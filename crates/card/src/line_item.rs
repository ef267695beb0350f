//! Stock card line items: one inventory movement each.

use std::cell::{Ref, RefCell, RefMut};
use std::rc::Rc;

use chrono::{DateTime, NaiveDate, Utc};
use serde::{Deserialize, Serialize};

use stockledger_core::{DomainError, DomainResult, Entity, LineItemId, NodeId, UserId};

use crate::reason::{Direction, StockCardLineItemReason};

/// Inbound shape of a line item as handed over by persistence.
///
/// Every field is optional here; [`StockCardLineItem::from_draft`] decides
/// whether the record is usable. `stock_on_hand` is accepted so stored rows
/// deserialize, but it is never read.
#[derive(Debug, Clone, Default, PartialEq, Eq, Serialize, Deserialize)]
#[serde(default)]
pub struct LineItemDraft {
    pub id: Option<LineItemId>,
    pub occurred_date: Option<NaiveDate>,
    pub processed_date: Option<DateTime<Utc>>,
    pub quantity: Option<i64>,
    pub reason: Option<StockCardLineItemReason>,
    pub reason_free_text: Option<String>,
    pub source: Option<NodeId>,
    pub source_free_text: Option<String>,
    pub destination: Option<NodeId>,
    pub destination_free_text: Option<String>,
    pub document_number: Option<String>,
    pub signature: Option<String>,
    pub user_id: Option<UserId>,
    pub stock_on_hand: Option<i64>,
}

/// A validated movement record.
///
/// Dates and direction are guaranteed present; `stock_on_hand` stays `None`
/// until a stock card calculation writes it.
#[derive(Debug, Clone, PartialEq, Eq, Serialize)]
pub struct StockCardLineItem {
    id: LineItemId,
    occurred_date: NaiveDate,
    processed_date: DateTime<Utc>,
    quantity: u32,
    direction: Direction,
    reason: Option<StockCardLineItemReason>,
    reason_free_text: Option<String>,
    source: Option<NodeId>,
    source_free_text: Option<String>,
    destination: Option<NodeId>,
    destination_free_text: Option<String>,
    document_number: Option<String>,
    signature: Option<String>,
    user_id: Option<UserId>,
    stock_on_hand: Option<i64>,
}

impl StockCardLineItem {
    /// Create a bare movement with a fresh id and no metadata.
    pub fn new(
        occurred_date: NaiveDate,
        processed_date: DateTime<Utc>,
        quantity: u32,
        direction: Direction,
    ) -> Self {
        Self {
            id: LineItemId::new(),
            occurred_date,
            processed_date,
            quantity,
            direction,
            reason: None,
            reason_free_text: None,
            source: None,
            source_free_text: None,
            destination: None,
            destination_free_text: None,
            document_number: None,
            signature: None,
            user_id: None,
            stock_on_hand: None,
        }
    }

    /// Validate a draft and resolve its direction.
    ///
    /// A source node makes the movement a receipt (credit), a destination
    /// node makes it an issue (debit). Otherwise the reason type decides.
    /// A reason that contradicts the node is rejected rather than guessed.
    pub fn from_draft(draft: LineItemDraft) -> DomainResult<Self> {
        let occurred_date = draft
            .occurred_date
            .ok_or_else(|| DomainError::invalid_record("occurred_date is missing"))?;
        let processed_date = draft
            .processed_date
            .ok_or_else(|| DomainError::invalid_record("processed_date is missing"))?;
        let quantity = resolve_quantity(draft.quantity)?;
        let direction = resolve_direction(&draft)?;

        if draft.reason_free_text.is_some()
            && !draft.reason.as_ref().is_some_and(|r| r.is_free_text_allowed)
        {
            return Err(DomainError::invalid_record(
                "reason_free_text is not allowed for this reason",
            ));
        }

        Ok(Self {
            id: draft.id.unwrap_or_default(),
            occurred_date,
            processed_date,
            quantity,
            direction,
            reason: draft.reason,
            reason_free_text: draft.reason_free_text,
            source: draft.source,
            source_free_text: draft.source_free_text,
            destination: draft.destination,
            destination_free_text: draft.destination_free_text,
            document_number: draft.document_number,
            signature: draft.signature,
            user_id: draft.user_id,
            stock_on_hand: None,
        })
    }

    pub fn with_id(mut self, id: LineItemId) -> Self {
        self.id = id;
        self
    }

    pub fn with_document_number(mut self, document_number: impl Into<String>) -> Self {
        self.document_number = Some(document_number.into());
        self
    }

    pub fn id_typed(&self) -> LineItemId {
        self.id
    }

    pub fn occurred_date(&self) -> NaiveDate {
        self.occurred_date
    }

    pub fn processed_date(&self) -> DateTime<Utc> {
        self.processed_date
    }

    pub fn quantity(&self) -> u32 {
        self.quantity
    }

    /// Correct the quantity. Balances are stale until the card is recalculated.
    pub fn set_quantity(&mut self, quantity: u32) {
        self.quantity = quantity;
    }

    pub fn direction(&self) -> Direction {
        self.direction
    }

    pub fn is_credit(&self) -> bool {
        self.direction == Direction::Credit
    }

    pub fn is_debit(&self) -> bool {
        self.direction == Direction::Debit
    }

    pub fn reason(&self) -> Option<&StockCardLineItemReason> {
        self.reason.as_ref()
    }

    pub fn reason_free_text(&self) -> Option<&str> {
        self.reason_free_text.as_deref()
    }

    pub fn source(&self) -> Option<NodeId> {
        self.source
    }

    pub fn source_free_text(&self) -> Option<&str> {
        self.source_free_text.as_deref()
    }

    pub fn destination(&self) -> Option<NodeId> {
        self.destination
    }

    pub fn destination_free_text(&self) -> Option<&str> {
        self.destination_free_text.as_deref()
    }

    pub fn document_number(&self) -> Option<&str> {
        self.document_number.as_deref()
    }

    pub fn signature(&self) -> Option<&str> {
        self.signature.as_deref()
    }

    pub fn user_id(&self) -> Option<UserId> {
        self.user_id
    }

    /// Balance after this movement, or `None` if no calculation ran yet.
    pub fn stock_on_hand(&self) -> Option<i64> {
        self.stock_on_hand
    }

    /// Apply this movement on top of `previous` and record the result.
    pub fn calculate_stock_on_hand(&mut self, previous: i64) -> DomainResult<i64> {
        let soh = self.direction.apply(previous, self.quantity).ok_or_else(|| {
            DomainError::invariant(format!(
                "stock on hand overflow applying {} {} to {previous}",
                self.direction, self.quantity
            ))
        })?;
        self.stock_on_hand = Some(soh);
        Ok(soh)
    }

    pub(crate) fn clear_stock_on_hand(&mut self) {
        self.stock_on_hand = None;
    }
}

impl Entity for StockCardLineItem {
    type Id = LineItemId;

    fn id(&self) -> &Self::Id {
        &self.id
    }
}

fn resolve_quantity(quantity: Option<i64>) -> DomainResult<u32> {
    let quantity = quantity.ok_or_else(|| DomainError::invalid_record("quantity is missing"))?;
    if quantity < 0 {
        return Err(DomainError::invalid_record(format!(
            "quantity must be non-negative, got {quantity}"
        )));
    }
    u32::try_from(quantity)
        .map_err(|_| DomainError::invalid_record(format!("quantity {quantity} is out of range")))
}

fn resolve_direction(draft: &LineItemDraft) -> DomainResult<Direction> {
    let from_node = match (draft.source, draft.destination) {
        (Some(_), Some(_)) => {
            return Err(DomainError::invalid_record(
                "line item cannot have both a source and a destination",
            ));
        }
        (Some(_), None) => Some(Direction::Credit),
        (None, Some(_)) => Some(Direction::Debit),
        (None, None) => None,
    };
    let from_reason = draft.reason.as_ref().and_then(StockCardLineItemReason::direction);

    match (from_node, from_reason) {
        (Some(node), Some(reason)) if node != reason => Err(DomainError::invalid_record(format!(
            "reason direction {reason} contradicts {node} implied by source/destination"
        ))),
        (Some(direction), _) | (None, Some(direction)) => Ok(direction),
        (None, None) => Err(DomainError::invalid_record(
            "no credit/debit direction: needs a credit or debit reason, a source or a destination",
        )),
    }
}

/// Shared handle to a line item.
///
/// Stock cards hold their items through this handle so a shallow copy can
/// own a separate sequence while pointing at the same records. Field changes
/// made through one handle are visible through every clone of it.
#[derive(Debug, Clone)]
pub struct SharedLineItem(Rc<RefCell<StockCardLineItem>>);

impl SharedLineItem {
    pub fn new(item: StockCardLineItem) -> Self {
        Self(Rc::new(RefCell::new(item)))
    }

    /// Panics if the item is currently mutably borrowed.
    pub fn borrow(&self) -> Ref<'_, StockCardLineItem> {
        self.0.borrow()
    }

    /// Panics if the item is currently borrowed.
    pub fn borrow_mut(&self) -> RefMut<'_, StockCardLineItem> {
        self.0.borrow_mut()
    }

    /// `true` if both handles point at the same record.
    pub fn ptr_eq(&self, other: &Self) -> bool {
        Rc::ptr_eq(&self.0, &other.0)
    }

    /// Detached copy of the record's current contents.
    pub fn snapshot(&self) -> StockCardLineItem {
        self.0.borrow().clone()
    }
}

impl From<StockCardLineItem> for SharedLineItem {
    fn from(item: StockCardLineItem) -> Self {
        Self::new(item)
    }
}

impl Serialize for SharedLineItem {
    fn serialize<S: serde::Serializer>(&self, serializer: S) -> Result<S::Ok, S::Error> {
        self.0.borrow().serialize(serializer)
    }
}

> _EXERCISE_
For each line of the listing that holds the word "serde", show that line.

> _PROBLEM SOLUTION_
use serde::{Deserialize, Serialize};
#[serde(default)]
    fn serialize<S: serde::Serializer>(&self, serializer: S) -> Result<S::Ok, S::Error> {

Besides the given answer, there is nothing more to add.